Malgré ces éléments alarmants, les perturbateurs endocriniens sont globalement peu connus par la population générale, alors même que le coût qu’il leur est associé est estimé à 163 milliards d’euros par an en Europe. Ce manque de connaissances a d’ailleurs été observé dans une récente étude réalisée en Irlande du Nord.

Ainsi, le symposium sur les expositions aux PE a permis à  Xavier Brenez, Directeur général des Mutualités Libres, de présenter les résultats d’une enquête visant à évaluer le degré de familiarité des citoyens Belges sur les PE, ainsi que d’identifier leurs habitudes en rapport avec l’exposition aux substances chimiques.

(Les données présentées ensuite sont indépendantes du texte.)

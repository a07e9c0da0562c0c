//! Reference store: reads and writes golden file bytes.
//!
//! Writes create every missing parent directory first and overwrite the file
//! unconditionally. On unix, new directories and new files are created with
//! mode `0777` before the umask; an existing file keeps its mode.

use std::fs;
use std::io;
use std::path::{Path, PathBuf};

use crate::error::{GoldenError, Result};

/// Make `path` absolute against the working directory. No filesystem access
/// beyond reading the working directory; the file need not exist.
pub fn resolve(path: impl AsRef<Path>) -> Result<PathBuf> {
    let path = path.as_ref();
    std::path::absolute(path).map_err(|source| GoldenError::Io {
        op: "resolve absolute path of",
        path: path.to_path_buf(),
        source,
    })
}

/// Read the golden file at `path`.
pub fn read(path: &Path) -> Result<Vec<u8>> {
    fs::read(path).map_err(|source| match source.kind() {
        io::ErrorKind::NotFound => GoldenError::NotFound {
            path: path.to_path_buf(),
            source,
        },
        _ => GoldenError::Io {
            op: "read golden file",
            path: path.to_path_buf(),
            source,
        },
    })
}

/// Write `bytes` to `path`, creating parent directories as needed.
pub fn write(path: &Path, bytes: &[u8]) -> Result<()> {
    if let Some(parent) = path.parent().filter(|p| !p.as_os_str().is_empty()) {
        create_dirs(parent).map_err(|source| GoldenError::Io {
            op: "create directory (and potential parent dirs) for golden file",
            path: parent.to_path_buf(),
            source,
        })?;
    }
    write_file(path, bytes).map_err(|source| GoldenError::Io {
        op: "update golden file",
        path: path.to_path_buf(),
        source,
    })?;
    tracing::debug!(path = %path.display(), bytes = bytes.len(), "golden file written");
    Ok(())
}

#[cfg(unix)]
fn create_dirs(dir: &Path) -> io::Result<()> {
    use std::os::unix::fs::DirBuilderExt;

    fs::DirBuilder::new().recursive(true).mode(0o777).create(dir)
}

#[cfg(not(unix))]
fn create_dirs(dir: &Path) -> io::Result<()> {
    fs::create_dir_all(dir)
}

#[cfg(unix)]
fn write_file(path: &Path, bytes: &[u8]) -> io::Result<()> {
    use std::io::Write;
    use std::os::unix::fs::OpenOptionsExt;

    fs::OpenOptions::new()
        .write(true)
        .create(true)
        .truncate(true)
        .mode(0o777)
        .open(path)?
        .write_all(bytes)
}

#[cfg(not(unix))]
fn write_file(path: &Path, bytes: &[u8]) -> io::Result<()> {
    fs::write(path, bytes)
}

Pour cela, un groupe représentatif de la population Belge, composé de 1000 personnes, a été interrogé pendant le mois de juin 2020.

Quel est le niveau de connaissance des Belges par rapport aux PE

Il ressort de ce sondage que 48% des personnes interrogées n’ont jamais entendu parler des perturbateurs endocriniens. En additionnant ce chiffre au 30% de sondés qui en ont déjà entendu parler mais n’en savent pas beaucoup plus, on atteint une proportion de plus de 3 quarts de la population qui dispose au mieux d’une connaissance très limitée sur les PE. Plus étonnant, parmi les 29 femmes enceintes ou venant d’accoucher, seul 4 savaient ce que sont les PE. Or, elles constituent un groupe particulièrement vulnérables aux effets de ces substances chimiques.

Peu importe leur niveau de connaissances sur les PE, les participants ne se sentaient pas informés sur le sujet. Par ailleurs, la présence de ces molécules était reliée aux pesticides (36%), emballages (30%), produits d’hygiène personnelle (27%), jouets (22%), boîtes en plastique et poêles avec un revêtement antiadhésif (22%).

Enfin, près de 60% des Belges questionnés n’ont aucune idée des effets délétères dont les PE sont responsables (cancers, impact sur le développement, diabète et obésité, problèmes de fertilité, effets transgénérationnels, etc.) En outre, 75% des Belges pensent que les produits vendus sur le marché Belge ne contiennent pas de substances potentiellement dangereuses. Or, il est aujourd’hui totalement impossible d’assurer que l’ensemble des produits chimiques sont surs du fait des difficultés d’évaluer l’ensemble des substances ou encore des nouvelles propriétés de certaines qui sont souvent découvertes après leur mise sur le marché. L’Institut fédéral allemand d’évaluation des risques concluait d’ailleurs en 2018 qu’un tiers  des substances chimiques le plus utilisées en Europe ne respectait pas la réglementation censée protéger la santé et l’environnement. 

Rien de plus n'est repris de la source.